**Exercise materials**:
- - -

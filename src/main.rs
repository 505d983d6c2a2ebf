use clap::{Parser, Subcommand};
use contrib_kit::app;
use contrib_kit::config::{BookmarksArgs, ExplainArgs, MailtrimArgs, PtyArgs};
use contrib_kit::utils::cli::parse_or_exit;

#[derive(Parser)]
#[command(name = "contrib-kit")]
#[command(version, about = "Small standalone command-line utilities")]
struct Cli {
    #[command(subcommand)]
    command: Command,
}

#[derive(Subcommand)]
enum Command {
    /// Open an explainshell.com breakdown of a shell command
    Explain(ExplainArgs),
    /// Trim a Unix mbox file to its most recent messages
    Mailtrim(MailtrimArgs),
    /// Run a command as if its output were connected to a terminal
    Pty(PtyArgs),
    /// Convert a list of URLs into a Netscape bookmarks HTML file
    #[command(name = "urls-to-bookmarks", alias = "bookmarks")]
    Bookmarks(BookmarksArgs),
}

fn main() {
    let cli: Cli = parse_or_exit(1);

    let exit_code = match cli.command {
        Command::Explain(args) => app::explain::run(args),
        Command::Mailtrim(args) => app::mailtrim::run(args),
        Command::Pty(args) => app::pty::run(args),
        // 只有書籤工具需要 async runtime；pty 會 fork，不能先啟動 runtime
        Command::Bookmarks(args) => match tokio::runtime::Builder::new_current_thread()
            .enable_all()
            .build()
        {
            Ok(runtime) => runtime.block_on(app::bookmarks::run(args)),
            Err(e) => {
                eprintln!("contrib-kit: failed to start async runtime: {}", e);
                1
            }
        },
    };

    std::process::exit(exit_code);
}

- - -

**Problem**:
Beginning with the first line of the entries, repeat each line exactly until you have reproduced the one containing "let cli: Cli = parse_or_exit(1);", and add nothing further.

**Response for this exercise**:
filename src/main.rs
repository 505d983d6c2a2ebf
use clap::{Parser, Subcommand};
use contrib_kit::app;
use contrib_kit::config::{BookmarksArgs, ExplainArgs, MailtrimArgs, PtyArgs};
use contrib_kit::utils::cli::parse_or_exit;

#[derive(Parser)]
#[command(name = "contrib-kit")]
#[command(version, about = "Small standalone command-line utilities")]
struct Cli {
    #[command(subcommand)]
    command: Command,
}

#[derive(Subcommand)]
enum Command {
    /// Open an explainshell.com breakdown of a shell command
    Explain(ExplainArgs),
    /// Trim a Unix mbox file to its most recent messages
    Mailtrim(MailtrimArgs),
    /// Run a command as if its output were connected to a terminal
    Pty(PtyArgs),
    /// Convert a list of URLs into a Netscape bookmarks HTML file
    #[command(name = "urls-to-bookmarks", alias = "bookmarks")]
    Bookmarks(BookmarksArgs),
}

fn main() {
    let cli: Cli = parse_or_exit(1);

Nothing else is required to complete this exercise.